5. Despite these predictions, lockdown has reduced interest in Black Friday, according to PwC. It seems there is generally less enthusiasm around the day, especially amongst people aged 18-25.

6. But then again, is Black Friday even worth getting excited for? Close to 9 in 10 product prices were the same or cheaper earlier in year, according to a 2020 report by Which?

7. And on the flip-side, rubbish is expected to grow during the period between Black Friday and New Year’s Day, with 25% more trash per household in the US, and similar trends elsewhere. Cardboard boxes now make up just under 50% of curb-side recycling in some areas – up from just 15% in 2005.

How To Shop Better On Black Friday

Now that we’ve established that Black Friday sales are, for the most part, not good for us as shoppers, or workers, or citizens of the planet, is it worth even taking part in it?

Last year I asked the question ‘To shop or not to shop on Black Friday?’, because I don’t necessarily think boycotting the sales is the best idea either. I’ve had times in my life where money was tight, and sometimes I would have to wait for a sale before I could buy an item I needed. Black Friday, and other sales periods, do provide additional access for some people to get items they do need and will use.

That being said, I do have a few recommendations on how to shop more sustainably in this sales period. To shop better on Black Friday, ask yourself:

  1. Do I need it?
  2. Could I buy it second-hand instead?
  3. Could I buy it from an ethical brand instead?
  4. Does the retailer pay their taxes and pay their staff fairly?
  5. Can I choose a more eco-friendly delivery service?

In addition to those questions, try these five tips to make more sustainable shopping choices:

  • Make a list of items you’re looking for ahead of Black Friday
  • Check second-hand sites for these items, and look for local sellers for both speed and reduced carbon impact
  • Scroll down for some ethical alternatives to high street brands
  • Avoid the ‘Big A’ and go for retailers like John Lewis* or Etsy*
  • Select Royal Mail as your delivery service if you can – it’s seen as the most carbon-conscious due to its network of neighbourhood postal workers.
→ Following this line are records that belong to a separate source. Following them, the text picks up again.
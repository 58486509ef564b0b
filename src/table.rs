//! Tabular representation of a Visier Query API result set.
//!
//! Query endpoints return JSON Lines bodies: the first line is an array of
//! column names, every following line is one row. [`ResultTable`] decodes
//! the header eagerly at construction and exposes the rows as a lazy,
//! forward-only stream so large result sets never need to be buffered in
//! full.

use std::pin::Pin;
use std::task::{Context, Poll};

use futures_util::{Stream, StreamExt};
use serde_json::Value;

use crate::{Error, Result};

/// Type alias for the boxed chunk stream backing a [`LineStream`].
type ChunkStream = Pin<Box<dyn Stream<Item = Result<Vec<u8>>> + Send>>;

/// Forward-only stream of text lines over a chunked byte source.
///
/// Splits incoming chunks on `\n` (stripping a trailing `\r`), carrying
/// partial lines across chunk boundaries. A final unterminated line is
/// flushed when the source ends. The stream is single-pass: once exhausted
/// it stays exhausted.
pub struct LineStream {
    inner: ChunkStream,
    buffer: Vec<u8>,
    done: bool,
}

impl LineStream {
    fn from_chunk_stream<S>(stream: S) -> Self
    where
        S: Stream<Item = Result<Vec<u8>>> + Send + 'static,
    {
        Self {
            inner: Box::pin(stream),
            buffer: Vec::new(),
            done: false,
        }
    }

    /// Stream the lines of an HTTP response body without buffering it.
    pub fn from_response(response: reqwest::Response) -> Self {
        let chunks = response
            .bytes_stream()
            .map(|chunk| chunk.map(|bytes| bytes.to_vec()).map_err(Error::from));
        Self::from_chunk_stream(chunks)
    }

    /// Build a stream over an in-memory sequence of lines.
    pub fn from_lines<I, S>(lines: I) -> Self
    where
        I: IntoIterator<Item = S>,
        S: Into<String>,
    {
        let chunks: Vec<Result<Vec<u8>>> = lines
            .into_iter()
            .map(|line| {
                let mut line = line.into();
                line.push('\n');
                Ok(line.into_bytes())
            })
            .collect();
        Self::from_chunk_stream(futures_util::stream::iter(chunks))
    }
}

impl Stream for LineStream {
    type Item = Result<String>;

    fn poll_next(mut self: Pin<&mut Self>, cx: &mut Context<'_>) -> Poll<Option<Self::Item>> {
        let this = &mut *self;

        loop {
            if let Some(pos) = this.buffer.iter().position(|&byte| byte == b'\n') {
                let mut line: Vec<u8> = this.buffer.drain(..=pos).collect();
                line.pop();
                if line.last() == Some(&b'\r') {
                    line.pop();
                }
                return Poll::Ready(Some(Ok(String::from_utf8_lossy(&line).into_owned())));
            }

            if this.done {
                if this.buffer.is_empty() {
                    return Poll::Ready(None);
                }
                let line = std::mem::take(&mut this.buffer);
                return Poll::Ready(Some(Ok(String::from_utf8_lossy(&line).into_owned())));
            }

            match this.inner.as_mut().poll_next(cx) {
                Poll::Ready(Some(Ok(chunk))) => this.buffer.extend_from_slice(&chunk),
                Poll::Ready(Some(Err(error))) => return Poll::Ready(Some(Err(error))),
                Poll::Ready(None) => this.done = true,
                Poll::Pending => return Poll::Pending,
            }
        }
    }
}

/// Tabular result set decoded from a JSON Lines body.
///
/// The header is decoded eagerly at construction; the rows are decoded one
/// line at a time as the [`rows`](Self::rows) stream is consumed. The
/// backing line source can be consumed once: draining the rows a second
/// time yields an empty stream.
///
/// # Example
///
/// ```
/// use futures_util::StreamExt;
/// use visier_rs::table::{LineStream, ResultTable};
///
/// # async fn example() -> visier_rs::Result<()> {
/// let lines = LineStream::from_lines(["[\"a\",\"b\"]", "[1,2]", "[3,4]"]);
/// let mut table = ResultTable::new(lines).await?;
/// assert_eq!(table.header(), ["a", "b"]);
/// while let Some(row) = table.rows().next().await {
///     println!("{:?}", row?);
/// }
/// # Ok(())
/// # }
/// ```
pub struct ResultTable {
    header: Vec<String>,
    lines: LineStream,
    line_no: usize,
}

impl ResultTable {
    /// Decode the header line and wrap the remaining lines as rows.
    ///
    /// # Errors
    ///
    /// Returns [`Error::EmptyResult`] when the source yields no lines at
    /// all, or [`Error::Decode`] when the first line is not a JSON array of
    /// column names.
    pub async fn new(mut lines: LineStream) -> Result<Self> {
        let first = match lines.next().await {
            Some(line) => line?,
            None => return Err(Error::EmptyResult),
        };
        let header = serde_json::from_str(&first).map_err(|error| Error::Decode {
            line: 1,
            message: error.to_string(),
        })?;
        Ok(Self {
            header,
            lines,
            line_no: 1,
        })
    }

    /// Decode a table directly from an HTTP response body.
    pub async fn from_response(response: reqwest::Response) -> Result<Self> {
        Self::new(LineStream::from_response(response)).await
    }

    /// The ordered column names from the header line.
    pub fn header(&self) -> &[String] {
        &self.header
    }

    /// Lazy stream of rows, one parsed JSON value per body line.
    ///
    /// Rows are decoded on demand; a malformed line surfaces as
    /// [`Error::Decode`] carrying the 1-based line position.
    pub fn rows(&mut self) -> Rows<'_> {
        Rows {
            lines: &mut self.lines,
            line_no: &mut self.line_no,
        }
    }
}

/// Row stream borrowed from a [`ResultTable`].
pub struct Rows<'a> {
    lines: &'a mut LineStream,
    line_no: &'a mut usize,
}

impl Stream for Rows<'_> {
    type Item = Result<Value>;

    fn poll_next(mut self: Pin<&mut Self>, cx: &mut Context<'_>) -> Poll<Option<Self::Item>> {
        let this = &mut *self;
        match Pin::new(&mut *this.lines).poll_next(cx) {
            Poll::Ready(Some(Ok(line))) => {
                *this.line_no += 1;
                let row = serde_json::from_str(&line).map_err(|error| Error::Decode {
                    line: *this.line_no,
                    message: error.to_string(),
                });
                Poll::Ready(Some(row))
            }
            Poll::Ready(Some(Err(error))) => Poll::Ready(Some(Err(error))),
            Poll::Ready(None) => Poll::Ready(None),
            Poll::Pending => Poll::Pending,
        }
    }
}

#[cfg(test)]
mod tests {
    use super::*;
    use serde_json::json;

    async fn collect_rows(table: &mut ResultTable) -> Vec<Value> {
        let mut rows = Vec::new();
        let mut stream = table.rows();
        while let Some(row) = stream.next().await {
            rows.push(row.unwrap());
        }
        rows
    }

    #[tokio::test]
    async fn test_header_and_rows_in_order() {
        let lines = LineStream::from_lines(["[\"a\",\"b\"]", "[1,2]", "[3,4]"]);
        let mut table = ResultTable::new(lines).await.unwrap();
        assert_eq!(table.header(), ["a", "b"]);
        assert_eq!(collect_rows(&mut table).await, vec![json!([1, 2]), json!([3, 4])]);
    }

    #[tokio::test]
    async fn test_rows_are_not_restartable() {
        let lines = LineStream::from_lines(["[\"a\"]", "[1]"]);
        let mut table = ResultTable::new(lines).await.unwrap();
        assert_eq!(collect_rows(&mut table).await.len(), 1);
        assert!(collect_rows(&mut table).await.is_empty());
    }

    #[tokio::test]
    async fn test_empty_input_fails_at_construction() {
        let lines = LineStream::from_lines(Vec::<String>::new());
        match ResultTable::new(lines).await {
            Err(Error::EmptyResult) => {}
            other => panic!("expected EmptyResult, got {:?}", other.map(|_| ())),
        }
    }

    #[tokio::test]
    async fn test_malformed_row_reports_line_position() {
        let lines = LineStream::from_lines(["[\"a\"]", "[1]", "not json"]);
        let mut table = ResultTable::new(lines).await.unwrap();
        let mut stream = table.rows();
        assert!(stream.next().await.unwrap().is_ok());
        match stream.next().await.unwrap() {
            Err(Error::Decode { line, .. }) => assert_eq!(line, 3),
            other => panic!("expected Decode error, got {other:?}"),
        }
    }

    #[tokio::test]
    async fn test_malformed_header_fails_at_construction() {
        let lines = LineStream::from_lines(["not a header"]);
        match ResultTable::new(lines).await {
            Err(Error::Decode { line, .. }) => assert_eq!(line, 1),
            other => panic!("expected Decode error, got {:?}", other.map(|_| ())),
        }
    }

    #[tokio::test]
    async fn test_lines_split_across_chunks() {
        let chunks = vec![
            Ok(b"[\"a\",\"b\"]\n[1,".to_vec()),
            Ok(b"2]\r\n[3,4]".to_vec()),
        ];
        let lines = LineStream::from_chunk_stream(futures_util::stream::iter(chunks));
        let mut table = ResultTable::new(lines).await.unwrap();
        assert_eq!(table.header(), ["a", "b"]);
        assert_eq!(collect_rows(&mut table).await, vec![json!([1, 2]), json!([3, 4])]);
    }
}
Better Alternatives To High Street Fashion on Black Friday

So, to help you shop better, here’s a list of brands that are producing similar style clothing as high street brands, but in a way that better supports people and planet.

(Plus, if you want the full details of issues with each retailer, take a look at my guide: 70+ UK Fast Fashion Brands).

P.S. It’s Ok If You Can’t Avoid Fast Fashion…

Finally, I wanted to note that while better buying decisions do make a difference, it’s not your responsibility to clean up the fashion industry just by buying better.

The poor labour conditions, the low pay, the high speed of production, and the large environmental impact that these brands have is the responsibility of high street fashion brands’ founders, directors, and shareholders. This small group of people profits from these unethical practices, and I’m talking billions of pounds each year. Not you.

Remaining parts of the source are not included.